A un anno dall’apertura all’impiego su larga scala dell’Hvo, il Gruppo Marazzato compie un nuovo passo nel percorso di riduzione delle emissioni legate alla propria flotta. L’azienda, attiva nei servizi ambientali e con sede a Borgo Vercelli, ha annunciato che a partire da quest’anno tutti i mezzi Diesel Euro VI saranno riforniti esclusivamente con biocarburante di origine vegetale, portando l’Hvo a coprire circa l’80% del fabbisogno complessivo di carburante del gruppo.
La decisione arriva dopo la fase di sperimentazione conclusa nel 2025, quando l’obiettivo dichiarato era raggiungere una quota del 25% dei consumi annuali. I risultati ottenuti hanno spinto l’azienda a rivedere al rialzo la strategia, trasformando l’Hvo nella principale alimentazione per la parte più recente e numerosa della flotta, mentre il gasolio tradizionale resterà riservato ai veicoli meno recenti.
Il passaggio è stato reso possibile anche da un potenziamento delle infrastrutture di rifornimento interne. Nella sede centrale di Marazzato Servizi Ambientali, a Borgo Vercelli, la capacità delle cisterne dedicate all’Hvo è stata raddoppiata, passando da 5.000 a 10.000 litri. Parallelamente, la piattaforma digitale per la gestione delle flotte è stata aggiornata con un sistema in grado di verificare i consumi in tempo reale, migliorando il controllo operativo e la pianificazione dei rifornimenti.
Interventi analoghi sono stati realizzati anche nelle sedi di Leinì, in provincia di Torino, e di Aosta. È inoltre in fase di valutazione l’installazione di nuove cisterne nella filiale di Biella, dove l’impiego dell’Hvo ha già mostrato riscontri positivi nel corso del 2025, con livelli di utilizzo che in alcuni periodi hanno raggiunto il 50% dei consumi complessivi.
Secondo il criterio di calcolo previsto dalla Direttiva Redii, l’Hvo consente una riduzione delle emissioni di anidride carbonica compresa tra il 60% e il 90% rispetto ai combustibili fossili. Un aspetto particolarmente rilevante per il settore dei trasporti e, in modo ancora più marcato, per il trasporto pesante e per le flotte operative impiegate quotidianamente nei servizi ambientali.

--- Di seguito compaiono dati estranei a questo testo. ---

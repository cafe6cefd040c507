//! Batch simulation: many independent matches in parallel
//!
//! Each game gets its own seed derived from the master seed and the game
//! index, and results are folded in index order, so a report depends only on
//! the inputs and never on how rayon schedules the work.

use crate::core::{CardRegistry, DefinitionId, PlayerId};
use crate::game::{
    EndReason, MatchConfig, MatchController, MatchResult, MatchRunner, MatchStats, MatchSummary, RandomAgent,
};
use crate::loader::shuffle_deck;
use crate::Result;
use rayon::prelude::*;
use std::collections::BTreeMap;
use std::sync::Arc;

/// Parameters of a simulation run
#[derive(Debug, Clone)]
pub struct SimulationConfig {
    pub games: usize,
    pub seed: u64,
    pub match_config: MatchConfig,
    /// Shuffle each deck per game; otherwise decks keep list order
    pub shuffle_decks: bool,
}

impl Default for SimulationConfig {
    fn default() -> Self {
        SimulationConfig {
            games: 100,
            seed: 42,
            match_config: MatchConfig::default(),
            shuffle_decks: true,
        }
    }
}

/// Aggregated outcome of a simulation run
#[derive(Debug, Clone, Default, PartialEq, Eq)]
pub struct SimulationReport {
    pub games: usize,
    pub a_wins: usize,
    pub b_wins: usize,
    pub draws: usize,
    /// Matches the runner's action limit stopped before a result
    pub abandoned: usize,
    pub total_turns: u64,
    pub end_reasons: BTreeMap<EndReason, usize>,
    pub stats: MatchStats,
}

impl SimulationReport {
    fn record(&mut self, summary: &MatchSummary, stats: &MatchStats) {
        self.games += 1;
        match summary.result {
            MatchResult::Winner(PlayerId::A) => self.a_wins += 1,
            MatchResult::Winner(PlayerId::B) => self.b_wins += 1,
            MatchResult::Draw => self.draws += 1,
            MatchResult::Pending => self.abandoned += 1,
        }
        self.total_turns += u64::from(summary.turns_played);
        if let Some(reason) = summary.end_reason {
            *self.end_reasons.entry(reason).or_insert(0) += 1;
        }
        self.stats.merge(stats);
    }

    pub fn average_turns(&self) -> f64 {
        if self.games == 0 {
            return 0.0;
        }
        self.total_turns as f64 / self.games as f64
    }

    fn pct(part: usize, total: usize) -> f64 {
        if total == 0 {
            0.0
        } else {
            100.0 * part as f64 / total as f64
        }
    }

    /// Human-readable report on stdout
    pub fn print(&self, registry: &CardRegistry) {
        println!("=== Simulation Complete ===");
        println!("Total games played: {}", self.games);
        println!("Average turns: {:.1}\n", self.average_turns());

        println!("=== Results ===");
        println!("Player A wins: {} ({:.1}%)", self.a_wins, Self::pct(self.a_wins, self.games));
        println!("Player B wins: {} ({:.1}%)", self.b_wins, Self::pct(self.b_wins, self.games));
        println!("Draws: {} ({:.1}%)", self.draws, Self::pct(self.draws, self.games));
        if self.abandoned > 0 {
            println!("Abandoned: {} ({:.1}%)", self.abandoned, Self::pct(self.abandoned, self.games));
        }

        println!("\n=== End Reasons ===");
        for (reason, count) in &self.end_reasons {
            println!("  {reason}: {count}");
        }

        println!("\n=== Card Damage ===");
        for (definition, damage) in self.stats.top_damage_dealers() {
            let card = self.stats.card(definition);
            let name = registry
                .get(definition)
                .map(|d| d.display_name())
                .unwrap_or_else(|_| definition.to_string());
            println!(
                "  {name}: {damage} damage, {} kills, {} ultimates, played {} times",
                card.kills, card.ultimates_used, card.times_played
            );
        }
    }
}

/// Seed for one game, spread across the u64 range
fn game_seed(master: u64, index: usize) -> u64 {
    master.wrapping_add((index as u64).wrapping_mul(0x9E37_79B9_7F4A_7C15))
}

/// Play one seeded game between two random agents
pub fn run_single(
    registry: &Arc<CardRegistry>,
    deck_a: &[DefinitionId],
    deck_b: &[DefinitionId],
    config: &SimulationConfig,
    index: usize,
) -> Result<(MatchSummary, MatchStats)> {
    let seed = game_seed(config.seed, index);
    let (deck_a, deck_b) = if config.shuffle_decks {
        (
            shuffle_deck(deck_a.to_vec(), seed),
            shuffle_deck(deck_b.to_vec(), seed.wrapping_add(1)),
        )
    } else {
        (deck_a.to_vec(), deck_b.to_vec())
    };

    let controller = MatchController::new_match(registry.clone(), &deck_a, &deck_b, config.match_config.clone())?;
    let mut runner = MatchRunner::new(
        controller,
        Box::new(RandomAgent::with_seed(PlayerId::A, seed.wrapping_add(0x1234_5678_9ABC_DEF0))),
        Box::new(RandomAgent::with_seed(PlayerId::B, seed.wrapping_add(0xFEDC_BA98_7654_3210))),
    );
    let summary = runner.run()?;
    let stats = MatchStats::from_events(runner.controller().journal().events());
    Ok((summary, stats))
}

/// Run `config.games` matches in parallel and aggregate the results
pub fn simulate(
    registry: Arc<CardRegistry>,
    deck_a: &[DefinitionId],
    deck_b: &[DefinitionId],
    config: &SimulationConfig,
) -> Result<SimulationReport> {
    let results: Vec<(MatchSummary, MatchStats)> = (0..config.games)
        .into_par_iter()
        .map(|index| run_single(&registry, deck_a, deck_b, config, index))
        .collect::<Result<_>>()?;

    let mut report = SimulationReport::default();
    for (summary, stats) in &results {
        report.record(summary, stats);
    }
    Ok(report)
}
//! Monster Duel - Main Binary
//!
//! Plays, simulates and inspects monster card matches from the command line

use clap::{Parser, Subcommand, ValueEnum};
use monster_duel::{
    core::{CardRegistry, DefinitionId, PlayerId},
    game::{
        GameLogger, MatchConfig, MatchController, MatchRunner, PlayerAgent, RandomAgent, ScriptedAgent,
        VerbosityLevel,
    },
    loader::{shuffle_deck, CardLoader, DeckLoader},
    simulation::{simulate, SimulationConfig},
    Result,
};
use std::path::{Path, PathBuf};
use std::sync::Arc;

/// Agent type for each seat
#[derive(Debug, Clone, Copy, ValueEnum)]
enum AgentType {
    /// Picks uniformly among legal actions
    Random,
    /// Ends every phase without acting (for testing)
    Idle,
}

#[derive(Parser)]
#[command(name = "duel")]
#[command(about = "Monster Duel - turn-based monster card battle engine", long_about = None)]
struct Cli {
    #[command(subcommand)]
    command: Commands,
}

#[derive(Subcommand)]
enum Commands {
    /// Play a single match and print its log
    Play {
        /// Card set (.json)
        #[arg(long, default_value = "test_decks/cards.json")]
        cards: PathBuf,

        /// Deck file (.dck) for player A
        #[arg(value_name = "PLAYER_A_DECK")]
        deck_a: PathBuf,

        /// Deck file (.dck) for player B
        #[arg(value_name = "PLAYER_B_DECK")]
        deck_b: PathBuf,

        /// Seed for deck shuffling and random agents
        #[arg(long, default_value_t = 42)]
        seed: u64,

        /// Player A agent type
        #[arg(long, value_enum, default_value = "random")]
        p1: AgentType,

        /// Player B agent type
        #[arg(long, value_enum, default_value = "random")]
        p2: AgentType,

        /// Verbosity level for match output (0=silent, 1=minimal, 2=normal, 3=verbose)
        #[arg(long, short = 'v', default_value = "normal")]
        verbosity: VerbosityLevel,

        /// Rules file (.json) overriding the default match configuration
        #[arg(long, value_name = "RULES_FILE")]
        rules: Option<PathBuf>,

        /// Limit card placements per turn
        #[arg(long)]
        max_plays: Option<u8>,

        /// Override the turn cap
        #[arg(long)]
        turn_cap: Option<u32>,

        /// Keep decks in file order instead of shuffling
        #[arg(long)]
        no_shuffle: bool,

        /// Print the state hash after every accepted action
        #[arg(long)]
        debug_state_hash: bool,
    },

    /// Run many random matches in parallel and report aggregate statistics
    Simulate {
        /// Card set (.json)
        #[arg(long, default_value = "test_decks/cards.json")]
        cards: PathBuf,

        /// Deck file (.dck) for player A
        #[arg(value_name = "PLAYER_A_DECK")]
        deck_a: PathBuf,

        /// Deck file (.dck) for player B
        #[arg(value_name = "PLAYER_B_DECK")]
        deck_b: PathBuf,

        /// Number of games to run
        #[arg(long, short = 'g', default_value_t = 1000)]
        games: usize,

        /// Master seed; each game derives its own
        #[arg(long, default_value_t = 42)]
        seed: u64,

        /// Rules file (.json) overriding the default match configuration
        #[arg(long, value_name = "RULES_FILE")]
        rules: Option<PathBuf>,
    },

    /// List the cards in a card set
    Cards {
        /// Card set (.json)
        #[arg(long, default_value = "test_decks/cards.json")]
        cards: PathBuf,
    },
}

fn main() -> Result<()> {
    let cli = Cli::parse();

    match cli.command {
        Commands::Play {
            cards,
            deck_a,
            deck_b,
            seed,
            p1,
            p2,
            verbosity,
            rules,
            max_plays,
            turn_cap,
            no_shuffle,
            debug_state_hash,
        } => {
            let mut config = load_rules(rules.as_deref())?;
            if max_plays.is_some() {
                config.max_plays_per_turn = max_plays;
            }
            if let Some(cap) = turn_cap {
                config.turn_cap = cap;
            }
            let options = PlayOptions {
                seed,
                p1,
                p2,
                verbosity,
                shuffle: !no_shuffle,
                debug_state_hash,
            };
            run_play(&cards, &deck_a, &deck_b, config, options)?
        }
        Commands::Simulate {
            cards,
            deck_a,
            deck_b,
            games,
            seed,
            rules,
        } => run_simulate(&cards, &deck_a, &deck_b, games, seed, rules.as_deref())?,
        Commands::Cards { cards } => run_cards(&cards)?,
    }

    Ok(())
}

struct PlayOptions {
    seed: u64,
    p1: AgentType,
    p2: AgentType,
    verbosity: VerbosityLevel,
    shuffle: bool,
    debug_state_hash: bool,
}

fn load_rules(path: Option<&Path>) -> Result<MatchConfig> {
    match path {
        Some(path) => MatchConfig::load_from_file(path),
        None => Ok(MatchConfig::default()),
    }
}

fn load_deck(path: &Path, registry: &CardRegistry) -> Result<Vec<DefinitionId>> {
    let list = DeckLoader::load_from_file(path)?;
    list.resolve(registry)
}

fn make_agent(kind: AgentType, player: PlayerId, seed: u64) -> Box<dyn PlayerAgent> {
    match kind {
        AgentType::Random => Box::new(RandomAgent::with_seed(player, seed)),
        AgentType::Idle => Box::new(ScriptedAgent::new(player, Vec::new())),
    }
}

fn run_play(cards: &Path, deck_a: &Path, deck_b: &Path, config: MatchConfig, options: PlayOptions) -> Result<()> {
    let registry = Arc::new(CardLoader::load_from_file(cards)?);
    let mut deck_a = load_deck(deck_a, &registry)?;
    let mut deck_b = load_deck(deck_b, &registry)?;
    if options.shuffle {
        deck_a = shuffle_deck(deck_a, options.seed);
        deck_b = shuffle_deck(deck_b, options.seed.wrapping_add(1));
    }

    let mut logger = GameLogger::with_verbosity(options.verbosity);
    logger.set_debug_state_hash(options.debug_state_hash);

    let controller = MatchController::new_match_with_logger(registry, &deck_a, &deck_b, config, logger)?;
    let mut runner = MatchRunner::new(
        controller,
        make_agent(options.p1, PlayerId::A, options.seed.wrapping_add(0x1234_5678_9ABC_DEF0)),
        make_agent(options.p2, PlayerId::B, options.seed.wrapping_add(0xFEDC_BA98_7654_3210)),
    );
    let summary = runner.run()?;

    println!("\n=== Match Complete ===");
    println!("Result: {}", summary.result);
    if let Some(reason) = summary.end_reason {
        println!("Reason: {reason}");
    }
    println!("Turns played: {}", summary.turns_played);
    println!("Actions applied: {}", summary.actions_applied);

    let state = runner.controller().state();
    for player in PlayerId::ALL {
        let p = state.player(player);
        println!(
            "  {}: {} life, {} cards in deck, {} on field",
            p.name,
            p.life_points,
            p.deck.len(),
            p.field.len()
        );
    }
    Ok(())
}

fn run_simulate(
    cards: &Path,
    deck_a: &Path,
    deck_b: &Path,
    games: usize,
    seed: u64,
    rules: Option<&Path>,
) -> Result<()> {
    let registry = Arc::new(CardLoader::load_from_file(cards)?);
    let deck_a = load_deck(deck_a, &registry)?;
    let deck_b = load_deck(deck_b, &registry)?;
    let config = SimulationConfig {
        games,
        seed,
        match_config: load_rules(rules)?,
        shuffle_decks: true,
    };

    println!("=== Monster Duel Simulation ===");
    println!("Games: {games}");
    println!("Seed: {seed}\n");

    let start = std::time::Instant::now();
    let report = simulate(registry.clone(), &deck_a, &deck_b, &config)?;
    let elapsed = start.elapsed();

    report.print(&registry);
    println!("\nElapsed: {:.2}s", elapsed.as_secs_f64());
    if elapsed.as_secs_f64() > 0.0 {
        println!("Games/sec: {:.1}", games as f64 / elapsed.as_secs_f64());
    }
    Ok(())
}

fn run_cards(cards: &Path) -> Result<()> {
    let registry = CardLoader::load_from_file(cards)?;
    println!("{} cards in {}\n", registry.len(), cards.display());
    for def in registry.definitions() {
        let ultimate = def
            .ultimate
            .as_ref()
            .map(|u| format!("  [{}]", u.name()))
            .unwrap_or_default();
        println!(
            "{:>4}  {:<28} ATK {:>4}  DEF {:>4}  cost {}{}",
            def.id.as_u32(),
            def.display_name(),
            def.atk,
            def.def,
            def.cost,
            ultimate
        );
    }
    Ok(())
}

La scelta dell’Hvo si collega anche alla collaborazione avviata da tempo con Eni, con cui il gruppo vercellese lavora su diverse applicazioni legate alle energie rinnovabili, incluso il fotovoltaico. L’apertura ai biocarburanti è coerente con l’attività principale dell’azienda, specializzata in bonifiche ambientali, trattamento dei rifiuti e servizi connessi, e rappresenta un’estensione operativa dell’attenzione alla sostenibilità già integrata nei processi industriali.
Federico Alaimo, responsabile flotte del Gruppo Marazzato, sottolinea come l’iniziativa si inserisca in una strategia più ampia. Tra le priorità dell’ufficio flotte, evidenzia, rientra la tutela della qualità dell’aria attraverso l’adozione di tutte le soluzioni disponibili per ridurre le emissioni inquinanti. Il supporto del gruppo ha consentito di accelerare questo percorso, avvicinando l’obiettivo di una progressiva eliminazione dei carburanti fossili a favore di una strategia basata sui biocarburanti.